* Task objective: Copy whichever lines of the data hold the word "ProductCommands".
── Extracted data
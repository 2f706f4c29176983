//! Product commands

use anyhow::Result;
use clap::{Args, Subcommand};
use crud_core::{FormError, ProductForm, Products};
use uuid::Uuid;

use super::Context;
use crate::output::View;

#[derive(Subcommand)]
pub enum ProductCommands {
    /// List all products
    List,

    /// Show one product
    Show {
        /// Product ID
        id: Uuid,
    },

    /// Add a product
    Add(ProductFields),

    /// Edit a product; omitted fields keep their current values
    Edit {
        /// Product ID
        id: Uuid,

        #[command(flatten)]
        fields: ProductFields,
    },

    /// Delete a product
    Delete {
        /// Product ID
        id: Uuid,

        /// Skip the confirmation prompt
        #[arg(short, long)]
        yes: bool,
    },
}

/// Form fields as typed on the command line. Validation happens in the form.
#[derive(Args, Debug, Default)]
pub struct ProductFields {
    #[arg(long)]
    pub name: Option<String>,

    #[arg(long)]
    pub description: Option<String>,

    #[arg(long)]
    pub price: Option<String>,

    #[arg(long)]
    pub category: Option<String>,

    /// Comma-separated tags, e.g. "audio, wireless"
    #[arg(long)]
    pub tags: Option<String>,

    #[arg(long)]
    pub in_stock: Option<bool>,
}

impl ProductFields {
    pub fn apply(self, form: &mut ProductForm) -> Result<(), FormError> {
        if let Some(name) = self.name {
            form.edit("name", |d| d.name = name)?;
        }
        if let Some(description) = self.description {
            form.edit("description", |d| d.description = description)?;
        }
        if let Some(price) = self.price {
            form.edit("price", |d| d.price = price)?;
        }
        if let Some(category) = self.category {
            form.edit("category", |d| d.category = category)?;
        }
        if let Some(tags) = self.tags {
            form.edit("tags", |d| d.tags = tags)?;
        }
        if let Some(in_stock) = self.in_stock {
            form.edit("in_stock", |d| d.in_stock = in_stock)?;
        }
        Ok(())
    }
}

pub fn execute(cmd: ProductCommands, ctx: &mut Context) -> Result<()> {
    match cmd {
        ProductCommands::List => super::list::<Products>(ctx, View::Products),
        ProductCommands::Show { id } => super::show::<Products>(ctx, id),
        ProductCommands::Add(fields) => super::add::<Products>(ctx, |form| fields.apply(form)),
        ProductCommands::Edit { id, fields } => {
            super::edit::<Products>(ctx, id, |form| fields.apply(form))
        }
        ProductCommands::Delete { id, yes } => {
            ctx.assume_yes |= yes;
            super::delete::<Products>(ctx, id)
        }
    }
}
────
* Solution:
pub enum ProductCommands {
pub fn execute(cmd: ProductCommands, ctx: &mut Context) -> Result<()> {
        ProductCommands::List => super::list::<Products>(ctx, View::Products),
        ProductCommands::Show { id } => super::show::<Products>(ctx, id),
        ProductCommands::Add(fields) => super::add::<Products>(ctx, |form| fields.apply(form)),
        ProductCommands::Edit { id, fields } => {
        ProductCommands::Delete { id, yes } => {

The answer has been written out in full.